Degraded performance: These defects significantly impair the functional properties of castings, reducing guide rail rigidity and hardness.

Insufficient precision and service life: Guide rails failing to meet required standards for rigidity and hardness result in inadequate grinding machine accuracy and shortened operational lifespan.

4. Scientific Design of Grinding Machines’ Structure — Base Comparison

Grinding-Machines'-Structure

The stability of grinding machine precision is closely related to the weight of the base (bed). Only when the base is sufficiently heavy does the center of gravity of the entire machine tool sink downward, increasing rigidity and vibration damping.

WMTCNC grinding machines are scientifically designed using finite element analysis, incorporating necessary reinforcing ribs of sufficient height. This design adheres to the principles of casting and solidification, ensuring denser castings with minimal internal stress. As a result, the grinding machine achieves sufficient rigidity and maintains precision more effectively.

Currently, to cut costs, grinding machines on the market disregard the requirements of grinding machines and repeatedly reduce the weight (wall thickness) of castings. The base wall thickness is as low as 8–10 mm, and the rib height is less than 10 mm, severely affecting the machine tool’s rigidity and precision maintenance. After self-grinding, the grinding machine is reassembled, and the precision is lost when measured again.When manually pushing the machine tool’s column, the surface suction on the grinding head causes the worktable to move, with a maximum runout of 0.05 mm. The machine tool’s rigidity is severely inadequate.

5. Scientific Design of Grinding Machines’ Structure — Guide Rail Comparison

Grinding-Machines'-Structure-Guide-Rail-Comparison

The precision of a grinding machine is closely related to its structural design. WMTCNC machine tools are meticulously designed and scientifically simulated using SolidWorks to achieve the highest standards of precision.
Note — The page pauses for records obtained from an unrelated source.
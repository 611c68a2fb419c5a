//! Core types for Shelfscope

use indexmap::IndexMap;
use serde::{Deserialize, Serialize};
use std::cmp::Ordering;

/// A single cell value in a table row
///
/// Deserializes from plain JSON scalars, so backend payloads map onto records
/// without an intermediate shape.
#[derive(Debug, Clone, PartialEq, Serialize, Deserialize, Default)]
#[serde(untagged)]
pub enum Value {
    /// Missing or explicit null
    #[default]
    Null,
    /// Boolean
    Bool(bool),
    /// 64-bit signed integer
    Int(i64),
    /// 64-bit floating point
    Float(f64),
    /// UTF-8 string
    String(String),
}

impl Value {
    /// Check if the value is NULL
    pub fn is_null(&self) -> bool {
        matches!(self, Value::Null)
    }

    /// Try to get as a string
    pub fn as_str(&self) -> Option<&str> {
        match self {
            Value::String(s) => Some(s),
            _ => None,
        }
    }

    /// Try to get as f64, parsing numeric strings
    pub fn as_f64(&self) -> Option<f64> {
        match self {
            Value::Int(v) => Some(*v as f64),
            Value::Float(v) => Some(*v),
            Value::String(s) => s.trim().parse::<f64>().ok(),
            _ => None,
        }
    }

    /// Try to get as bool
    pub fn as_bool(&self) -> Option<bool> {
        match self {
            Value::Bool(v) => Some(*v),
            _ => None,
        }
    }

    /// Text used for free-text search. Null renders as the empty string.
    pub fn display_text(&self) -> String {
        match self {
            Value::Null => String::new(),
            other => other.to_string(),
        }
    }

    /// Default ordering used when sorting a column.
    ///
    /// This is a total order, so columns mixing types sort deterministically.
    /// Values are ranked by class first: numbers (including strings that parse
    /// as numbers), then other strings, then booleans, then null. Within a
    /// class numbers use `f64::total_cmp` (NaN sorts after every other
    /// number), strings compare case-insensitively and `false < true`.
    pub fn compare(&self, other: &Value) -> Ordering {
        match (self.sort_key(), other.sort_key()) {
            (SortKey::Number(a), SortKey::Number(b)) => a.total_cmp(&b),
            (SortKey::Text(a), SortKey::Text(b)) => a.cmp(&b),
            (SortKey::Bool(a), SortKey::Bool(b)) => a.cmp(&b),
            (a, b) => a.rank().cmp(&b.rank()),
        }
    }

    fn sort_key(&self) -> SortKey {
        match self {
            Value::Null => SortKey::Null,
            Value::Bool(v) => SortKey::Bool(*v),
            Value::Int(v) => SortKey::Number(*v as f64),
            Value::Float(v) => SortKey::Number(*v),
            Value::String(s) => match s.trim().parse::<f64>() {
                Ok(n) => SortKey::Number(n),
                Err(_) => SortKey::Text(s.to_lowercase()),
            },
        }
    }
}

/// Comparison class of a value
enum SortKey {
    Number(f64),
    Text(String),
    Bool(bool),
    Null,
}

impl SortKey {
    fn rank(&self) -> u8 {
        match self {
            SortKey::Number(_) => 0,
            SortKey::Text(_) => 1,
            SortKey::Bool(_) => 2,
            SortKey::Null => 3,
        }
    }
}

impl std::fmt::Display for Value {
    fn fmt(&self, f: &mut std::fmt::Formatter<'_>) -> std::fmt::Result {
        match self {
            Value::Null => write!(f, "NULL"),
            Value::Bool(v) => write!(f, "{}", v),
            Value::Int(v) => write!(f, "{}", v),
            Value::Float(v) => write!(f, "{}", v),
            Value::String(v) => write!(f, "{}", v),
        }
    }
}

impl From<&str> for Value {
    fn from(s: &str) -> Self {
        Value::String(s.to_string())
    }
}

impl From<String> for Value {
    fn from(s: String) -> Self {
        Value::String(s)
    }
}

impl From<i64> for Value {
    fn from(v: i64) -> Self {
        Value::Int(v)
    }
}

impl From<f64> for Value {
    fn from(v: f64) -> Self {
        Value::Float(v)
    }
}

impl From<bool> for Value {
    fn from(v: bool) -> Self {
        Value::Bool(v)
    }
}

impl From<serde_json::Value> for Value {
    /// Nested arrays and objects are flattened to their JSON text.
    fn from(json: serde_json::Value) -> Self {
        match json {
            serde_json::Value::Null => Value::Null,
            serde_json::Value::Bool(b) => Value::Bool(b),
            serde_json::Value::Number(n) => match n.as_i64() {
                Some(i) => Value::Int(i),
                None => n.as_f64().map(Value::Float).unwrap_or(Value::Null),
            },
            serde_json::Value::String(s) => Value::String(s),
            other => Value::String(other.to_string()),
        }
    }
}

/// Stable identity of a record within one render cycle
#[derive(Debug, Clone, PartialEq, Eq, Hash)]
pub enum RecordId {
    /// Taken from the record's `id` field
    Field(String),
    /// Positional fallback when the record carries no usable `id`
    Index(usize),
}

impl std::fmt::Display for RecordId {
    fn fmt(&self, f: &mut std::fmt::Formatter<'_>) -> std::fmt::Result {
        match self {
            RecordId::Field(id) => write!(f, "{}", id),
            RecordId::Index(ix) => write!(f, "#{}", ix),
        }
    }
}

/// One row of tabular data
#[derive(Debug, Clone, PartialEq, Default, Serialize, Deserialize)]
#[serde(transparent)]
pub struct Record {
    fields: IndexMap<String, Value>,
}

impl Record {
    /// Name of the identity field
    pub const ID_FIELD: &'static str = "id";

    pub fn new() -> Self {
        Self::default()
    }

    /// Builder-style field insertion
    pub fn with(mut self, field: impl Into<String>, value: impl Into<Value>) -> Self {
        self.fields.insert(field.into(), value.into());
        self
    }

    pub fn set(&mut self, field: impl Into<String>, value: impl Into<Value>) {
        self.fields.insert(field.into(), value.into());
    }

    /// Get a value by field name
    pub fn get(&self, field: &str) -> Option<&Value> {
        self.fields.get(field)
    }

    /// Get a value by field name, treating explicit null as missing
    pub fn get_present(&self, field: &str) -> Option<&Value> {
        self.fields.get(field).filter(|v| !v.is_null())
    }

    /// Identity of this record, falling back to its position in the input
    pub fn identity(&self, position: usize) -> RecordId {
        match self.get_present(Self::ID_FIELD) {
            Some(value) => RecordId::Field(value.display_text()),
            None => RecordId::Index(position),
        }
    }

    pub fn fields(&self) -> impl Iterator<Item = (&str, &Value)> {
        self.fields.iter().map(|(k, v)| (k.as_str(), v))
    }

    pub fn len(&self) -> usize {
        self.fields.len()
    }

    pub fn is_empty(&self) -> bool {
        self.fields.is_empty()
    }

    /// Build a record from a JSON object. Returns `None` for non-object input.
    pub fn from_json(json: serde_json::Value) -> Option<Self> {
        match json {
            serde_json::Value::Object(map) => Some(Self {
                fields: map.into_iter().map(|(k, v)| (k, Value::from(v))).collect(),
            }),
            _ => None,
        }
    }
}

impl<K: Into<String>, V: Into<Value>> FromIterator<(K, V)> for Record {
    fn from_iter<T: IntoIterator<Item = (K, V)>>(iter: T) -> Self {
        Self {
            fields: iter
                .into_iter()
                .map(|(k, v)| (k.into(), v.into()))
                .collect(),
        }
    }
}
WMTCNC grinding machines feature longer bedways. When the worktable is at its maximum forward travel, the center of the front bedway is positioned more than 40 mm ahead of the base bedway, ensuring that the grinding machine maintains its center of gravity during operation, even at maximum forward travel, thereby guaranteeing precision.

Center height of the grinding head on WMTCNC grinding machines is sufficient.
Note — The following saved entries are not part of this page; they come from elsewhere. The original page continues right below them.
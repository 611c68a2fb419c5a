//! Batched, rate-limited image resolution
//!
//! `ImageResolver` holds what every consumer shares: the backend, the
//! persisted cache and the batching configuration. Each consumer (one table,
//! one page) opens its own `ImageSession`. A session's `resolve_many` serves
//! valid cache entries immediately, then walks the remaining identifiers in
//! fixed-size batches with a fixed pause between batches.
//!
//! Every call takes a new generation number from its session. A call that a
//! newer call on the same session supersedes stops publishing and stops
//! issuing batches, and reports what it left unresolved. Sessions never
//! affect each other.

use shelfscope_core::{Clock, SystemClock};
use shelfscope_storage::KeyValueStore;
use std::collections::{HashMap, HashSet};
use std::sync::Arc;
use std::sync::atomic::{AtomicU64, Ordering};
use std::time::Duration;
use tokio::sync::watch;

use crate::api::ImageApi;
use crate::cache::{DEFAULT_TTL, ImageCache};

pub const DEFAULT_FALLBACK_BASE: &str = "https://images-na.ssl-images-amazon.com";

/// Best-guess image address for an identifier when the backend is unreachable.
/// Returns `None` for a blank identifier.
pub fn fallback_url(fallback_base: &str, id: &str) -> Option<String> {
    let id = id.trim();
    if id.is_empty() {
        return None;
    }
    Some(format!(
        "{}/images/P/{}.01.L.jpg",
        fallback_base.trim_end_matches('/'),
        id.to_uppercase()
    ))
}

#[derive(Debug, Clone)]
pub struct ImageResolverConfig {
    pub batch_size: usize,
    pub batch_delay: Duration,
    pub ttl: Duration,
    pub fallback_base: String,
}

impl Default for ImageResolverConfig {
    fn default() -> Self {
        Self {
            batch_size: 5,
            batch_delay: Duration::from_millis(1000),
            ttl: DEFAULT_TTL,
            fallback_base: DEFAULT_FALLBACK_BASE.to_string(),
        }
    }
}

/// Current view of a multi-identifier resolution
#[derive(Debug, Clone, PartialEq, Eq, Default)]
pub struct ImageBatch {
    pub urls: HashMap<String, String>,
    pub loading: bool,
    pub error: Option<String>,
}

#[derive(Debug, Clone, Copy, PartialEq, Eq)]
pub enum ImageSource {
    Cache,
    Network,
    Fallback,
    /// Blank identifier or the backend has no image
    NoImage,
}

/// Result of a single-identifier resolution
#[derive(Debug, Clone, PartialEq, Eq)]
pub struct ImageLookup {
    pub url: Option<String>,
    pub loading: bool,
    pub error: Option<String>,
    pub source: ImageSource,
}

impl ImageLookup {
    fn resolved(url: String, source: ImageSource) -> Self {
        Self {
            url: Some(url),
            loading: false,
            error: None,
            source,
        }
    }

    fn no_image() -> Self {
        Self {
            url: None,
            loading: false,
            error: None,
            source: ImageSource::NoImage,
        }
    }
}

struct ResolverInner {
    api: Arc<dyn ImageApi>,
    cache: ImageCache,
    config: ImageResolverConfig,
}

/// Shared image resolution backend. Cheap to clone.
#[derive(Clone)]
pub struct ImageResolver {
    inner: Arc<ResolverInner>,
}

impl std::fmt::Debug for ImageResolver {
    fn fmt(&self, f: &mut std::fmt::Formatter<'_>) -> std::fmt::Result {
        f.debug_struct("ImageResolver")
            .field("config", &self.inner.config)
            .finish_non_exhaustive()
    }
}

impl ImageResolver {
    pub fn new(
        api: Arc<dyn ImageApi>,
        store: Arc<dyn KeyValueStore>,
        config: ImageResolverConfig,
    ) -> Self {
        Self::with_clock(api, store, Arc::new(SystemClock), config)
    }

    pub fn with_clock(
        api: Arc<dyn ImageApi>,
        store: Arc<dyn KeyValueStore>,
        clock: Arc<dyn Clock>,
        mut config: ImageResolverConfig,
    ) -> Self {
        config.batch_size = config.batch_size.max(1);
        let cache = ImageCache::new(store, clock, config.ttl);
        Self {
            inner: Arc::new(ResolverInner { api, cache, config }),
        }
    }

    pub fn cache(&self) -> &ImageCache {
        &self.inner.cache
    }

    pub fn config(&self) -> &ImageResolverConfig {
        &self.inner.config
    }

    /// Open a session for one consumer's sequence of `resolve_many` calls
    pub fn session(&self) -> ImageSession {
        let (state, _) = watch::channel(ImageBatch::default());
        ImageSession {
            inner: self.inner.clone(),
            generation: AtomicU64::new(0),
            state,
        }
    }

    /// Resolve one identifier. Never fails: network errors produce the
    /// fallback address with `error` set.
    pub async fn resolve_one(&self, id: &str) -> ImageLookup {
        self.inner.resolve_one(id).await
    }
}

/// One consumer's view of batched resolution.
///
/// Only the most recent `resolve_many` call on a session publishes to its
/// subscribers.
pub struct ImageSession {
    inner: Arc<ResolverInner>,
    generation: AtomicU64,
    state: watch::Sender<ImageBatch>,
}

impl std::fmt::Debug for ImageSession {
    fn fmt(&self, f: &mut std::fmt::Formatter<'_>) -> std::fmt::Result {
        f.debug_struct("ImageSession")
            .field("generation", &self.generation.load(Ordering::SeqCst))
            .finish_non_exhaustive()
    }
}

impl ImageSession {
    /// Latest published state of this session's most recent call
    pub fn subscribe(&self) -> watch::Receiver<ImageBatch> {
        self.state.subscribe()
    }

    pub fn current(&self) -> ImageBatch {
        self.state.borrow().clone()
    }

    fn is_current(&self, generation: u64) -> bool {
        self.generation.load(Ordering::SeqCst) == generation
    }

    fn publish(&self, generation: u64, batch: &ImageBatch) {
        if self.is_current(generation) {
            self.state.send_replace(batch.clone());
        } else {
            tracing::debug!(generation, "Dropping stale image results");
        }
    }

    /// Resolve many identifiers, returning this call's final result.
    ///
    /// Blank and duplicate identifiers are ignored. When a newer call on the
    /// same session supersedes this one, it stops before its next batch and
    /// its result carries an `error` naming how many identifiers were left
    /// unfetched. Whatever it did fetch is still cached.
    pub async fn resolve_many(&self, ids: &[String]) -> ImageBatch {
        let generation = self.generation.fetch_add(1, Ordering::SeqCst) + 1;
        let config = &self.inner.config;

        let mut seen = HashSet::new();
        let ids: Vec<String> = ids
            .iter()
            .map(|id| id.trim().to_string())
            .filter(|id| !id.is_empty() && seen.insert(id.clone()))
            .collect();

        let (cached, missing) = self.inner.cache.partition(&ids);
        let mut batch = ImageBatch {
            urls: cached,
            loading: !missing.is_empty(),
            error: None,
        };
        tracing::debug!(
            generation,
            cached = batch.urls.len(),
            to_fetch = missing.len(),
            "Resolving product images"
        );
        self.publish(generation, &batch);

        let mut failed = 0usize;
        let mut skipped = 0usize;
        let chunks: Vec<&[String]> = missing.chunks(config.batch_size).collect();
        for (ix, chunk) in chunks.iter().enumerate() {
            if ix > 0 {
                tokio::time::sleep(config.batch_delay).await;
                if !self.is_current(generation) {
                    skipped = chunks[ix..].iter().map(|c| c.len()).sum();
                    tracing::debug!(generation, skipped, "Image resolution superseded");
                    break;
                }
            }

            failed += self.inner.resolve_chunk(chunk, &mut batch.urls).await;
            self.publish(generation, &batch);
        }

        batch.loading = false;
        batch.error = match (failed, skipped) {
            (0, 0) => None,
            (failed, 0) => Some(format!("Failed to resolve {} product image(s)", failed)),
            (0, skipped) => Some(format!(
                "Superseded before {} product image(s) were fetched",
                skipped
            )),
            (failed, skipped) => Some(format!(
                "Superseded before {} product image(s) were fetched, {} failed",
                skipped, failed
            )),
        };
        self.publish(generation, &batch);
        batch
    }
}

impl ResolverInner {
    /// One batch call, degrading to individual lookups when it fails.
    /// Returns the number of identifiers whose lookup errored.
    async fn resolve_chunk(&self, chunk: &[String], urls: &mut HashMap<String, String>) -> usize {
        match self.api.fetch_batch(chunk).await {
            Ok(results) => {
                let resolved: Vec<(String, String)> = chunk
                    .iter()
                    .filter_map(|id| {
                        let url = results.get(id).cloned().flatten()?;
                        Some((id.clone(), url))
                    })
                    .collect();
                self.cache.put_many(resolved.clone(), "batch");
                urls.extend(resolved);
                0
            }
            Err(err) => {
                tracing::warn!(error = %err, size = chunk.len(), "Batch image lookup failed, resolving individually");
                let mut failed = 0;
                for id in chunk {
                    match self.api.fetch_one(id).await {
                        Ok(response) => {
                            if let Some(url) = response.image_url.filter(|u| !u.is_empty()) {
                                let method = response.method.as_deref().unwrap_or("api");
                                self.cache.put(id, &url, method);
                                urls.insert(id.clone(), url);
                            }
                        }
                        Err(err) => {
                            tracing::debug!(id = %id, error = %err, "Skipping product image");
                            failed += 1;
                        }
                    }
                }
                failed
            }
        }
    }

    async fn resolve_one(&self, id: &str) -> ImageLookup {
        let id = id.trim();
        if id.is_empty() {
            return ImageLookup::no_image();
        }

        if let Some(entry) = self.cache.get_valid(id) {
            return ImageLookup::resolved(entry.url, ImageSource::Cache);
        }

        match self.api.fetch_one(id).await {
            Ok(response) => match response.image_url.filter(|u| !u.is_empty()) {
                Some(url) => {
                    let method = response.method.as_deref().unwrap_or("api");
                    self.cache.put(id, &url, method);
                    ImageLookup::resolved(url, ImageSource::Network)
                }
                None => ImageLookup::no_image(),
            },
            Err(err) => {
                tracing::warn!(id, error = %err, "Image lookup failed, using fallback");
                match fallback_url(&self.config.fallback_base, id) {
                    Some(url) => ImageLookup {
                        url: Some(url),
                        loading: false,
                        error: Some(err.to_string()),
                        source: ImageSource::Fallback,
                    },
                    None => ImageLookup::no_image(),
                }
            }
        }
    }
}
The guideway surface width of WMTCNC grinding machines is wider, ensuring longer-lasting precision.

Generally, the bedways of grinding machines on the market are short. When the worktable is at its maximum forward travel, the center of the front guide rail of the worktable is more than 30 mm in front of the base guide rail. When the grinding machine is operating at its maximum forward and backward travel, it loses its center of gravity, resulting in the ground workpiece surface being thicker on the outer side and thinner on the inner side.

The center height of the grinding head on the market does not meet the standard. For M3060, it is generally around 470 mm;

Center distance between left and right guideways is relatively small. When the worktable reaches its maximum left or right travel, nearly half of the worktable’s working surface extends beyond the centerline of the base guideway, resulting in workpiece surfaces that are higher on the sides than in the center.

Insufficient guideway width accelerates guideway wear, reducing the time the guideways maintain accuracy (shortening the machine tool’s service life).